(Collected data)
□ □ □ □

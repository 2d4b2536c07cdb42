// Host-side tests for the web front-end's pure helpers and constants.
// The main crate is wasm-only, so we include the pure-Rust modules directly.

#![allow(dead_code)]
mod input {
    include!("../src/input.rs");
}
mod constants {
    include!("../src/constants.rs");
}

use constants::*;
use input::*;

const RECT: CssRect = CssRect {
    left: 100.0,
    top: 50.0,
    width: 400.0,
    height: 300.0,
};

#[test]
fn css_maps_onto_backing_store() {
    // 2x devicePixelRatio backing store
    let p = css_to_backing_px(300.0, 200.0, RECT, 800, 600).expect("inside");
    assert!((p.x - 400.0).abs() < 1e-4);
    assert!((p.y - 300.0).abs() < 1e-4);

    let origin = css_to_backing_px(100.0, 50.0, RECT, 800, 600).expect("corner");
    assert_eq!((origin.x, origin.y), (0.0, 0.0));
}

#[test]
fn positions_outside_the_rect_are_not_clamped() {
    let p = css_to_backing_px(50.0, 20.0, RECT, 400, 300).expect("finite");
    assert!(p.x < 0.0 && p.y < 0.0);
}

#[test]
fn zero_sized_rect_gives_none() {
    let empty = CssRect {
        width: 0.0,
        ..RECT
    };
    assert!(css_to_backing_px(10.0, 10.0, empty, 800, 600).is_none());
}

#[test]
fn backing_size_applies_and_caps_dpr() {
    assert_eq!(backing_size(400.0, 300.0, 2.0, 2.0, 8192), (800, 600));
    assert_eq!(backing_size(400.0, 300.0, 3.0, 2.0, 8192), (800, 600));
    assert_eq!(backing_size(400.0, 300.0, f64::NAN, 2.0, 8192), (400, 300));
    assert_eq!(backing_size(0.0, 0.0, 1.0, 2.0, 8192), (1, 1));
    assert_eq!(backing_size(10_000.0, 10.0, 1.0, 2.0, 8192), (8192, 10));
}

#[test]
fn keys_map_to_actions() {
    assert_eq!(key_action("c"), Some(KeyAction::CyclePalette));
    assert_eq!(key_action("C"), Some(KeyAction::CyclePalette));
    assert_eq!(key_action(" "), Some(KeyAction::TogglePause));
    assert_eq!(key_action("Enter"), Some(KeyAction::ToggleFullscreen));
    assert_eq!(key_action("Escape"), Some(KeyAction::ExitFullscreen));
    assert_eq!(key_action("x"), None);
}

#[test]
#[allow(clippy::assertions_on_constants)]
fn dom_constants_are_sane() {
    assert_eq!(CANVAS_ID, "app-canvas");
    assert!(MAX_DEVICE_PIXEL_RATIO >= 1.0);
    assert!(MAX_BACKING_EDGE >= 2048);
    for ev in [EV_POINTER_MOVE, EV_POINTER_ENTER, EV_POINTER_LEAVE] {
        assert!(ev.starts_with("pointer"));
    }
    assert_eq!(EV_CLICK, "click");
    assert_eq!(EV_KEYDOWN, "keydown");
}

#[test]
#[allow(clippy::assertions_on_constants)]
fn core_constants_keep_their_relationships() {
    use trail_core::constants::*;
    assert!(TUBE_RADIUS_MIN < TUBE_RADIUS_MAX);
    assert!(RING_INNER_RADIUS < RING_OUTER_RADIUS);
    assert!(PULSE_INTERVAL_MS < PULSE_DURATION_MS);
    assert!(VISIBILITY_DRAW_MIN < VISIBILITY_PULSE_MIN);
    assert!(SPRING_DAMPING > 0.0 && SPRING_DAMPING < 1.0);
    // stable for the semi-implicit step at h = 1
    assert!(SPRING_STIFFNESS + 4.0 * SPRING_INTERNAL_STIFFNESS < 4.0 - 2.0 * SPRING_DAMPING);
}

□ □ □ □

**TRY IT:**
The answer must be an exact reproduction of all the records.

**SOLUTION BELOW:**
repository 2d4b2536c07cdb42
// Host-side tests for the web front-end's pure helpers and constants.
// The main crate is wasm-only, so we include the pure-Rust modules directly.

#![allow(dead_code)]
mod input {
    include!("../src/input.rs");
}
mod constants {
    include!("../src/constants.rs");
}

use constants::*;
use input::*;

const RECT: CssRect = CssRect {
    left: 100.0,
    top: 50.0,
    width: 400.0,
    height: 300.0,
};

#[test]
fn css_maps_onto_backing_store() {
    // 2x devicePixelRatio backing store
    let p = css_to_backing_px(300.0, 200.0, RECT, 800, 600).expect("inside");
    assert!((p.x - 400.0).abs() < 1e-4);
    assert!((p.y - 300.0).abs() < 1e-4);

    let origin = css_to_backing_px(100.0, 50.0, RECT, 800, 600).expect("corner");
    assert_eq!((origin.x, origin.y), (0.0, 0.0));
}

#[test]
fn positions_outside_the_rect_are_not_clamped() {
    let p = css_to_backing_px(50.0, 20.0, RECT, 400, 300).expect("finite");
    assert!(p.x < 0.0 && p.y < 0.0);
}

#[test]
fn zero_sized_rect_gives_none() {
    let empty = CssRect {
        width: 0.0,
        ..RECT
    };
    assert!(css_to_backing_px(10.0, 10.0, empty, 800, 600).is_none());
}

#[test]
fn backing_size_applies_and_caps_dpr() {
    assert_eq!(backing_size(400.0, 300.0, 2.0, 2.0, 8192), (800, 600));
    assert_eq!(backing_size(400.0, 300.0, 3.0, 2.0, 8192), (800, 600));
    assert_eq!(backing_size(400.0, 300.0, f64::NAN, 2.0, 8192), (400, 300));
    assert_eq!(backing_size(0.0, 0.0, 1.0, 2.0, 8192), (1, 1));
    assert_eq!(backing_size(10_000.0, 10.0, 1.0, 2.0, 8192), (8192, 10));
}

#[test]
fn keys_map_to_actions() {
    assert_eq!(key_action("c"), Some(KeyAction::CyclePalette));
    assert_eq!(key_action("C"), Some(KeyAction::CyclePalette));
    assert_eq!(key_action(" "), Some(KeyAction::TogglePause));
    assert_eq!(key_action("Enter"), Some(KeyAction::ToggleFullscreen));
    assert_eq!(key_action("Escape"), Some(KeyAction::ExitFullscreen));
    assert_eq!(key_action("x"), None);
}

#[test]
#[allow(clippy::assertions_on_constants)]
fn dom_constants_are_sane() {
    assert_eq!(CANVAS_ID, "app-canvas");
    assert!(MAX_DEVICE_PIXEL_RATIO >= 1.0);
    assert!(MAX_BACKING_EDGE >= 2048);
    for ev in [EV_POINTER_MOVE, EV_POINTER_ENTER, EV_POINTER_LEAVE] {
        assert!(ev.starts_with("pointer"));
    }
    assert_eq!(EV_CLICK, "click");
    assert_eq!(EV_KEYDOWN, "keydown");
}

#[test]
#[allow(clippy::assertions_on_constants)]
fn core_constants_keep_their_relationships() {
    use trail_core::constants::*;
    assert!(TUBE_RADIUS_MIN < TUBE_RADIUS_MAX);
    assert!(RING_INNER_RADIUS < RING_OUTER_RADIUS);
    assert!(PULSE_INTERVAL_MS < PULSE_DURATION_MS);
    assert!(VISIBILITY_DRAW_MIN < VISIBILITY_PULSE_MIN);
    assert!(SPRING_DAMPING > 0.0 && SPRING_DAMPING < 1.0);
    // stable for the semi-implicit step at h = 1
    assert!(SPRING_STIFFNESS + 4.0 * SPRING_INTERNAL_STIFFNESS < 4.0 - 2.0 * SPRING_DAMPING);
}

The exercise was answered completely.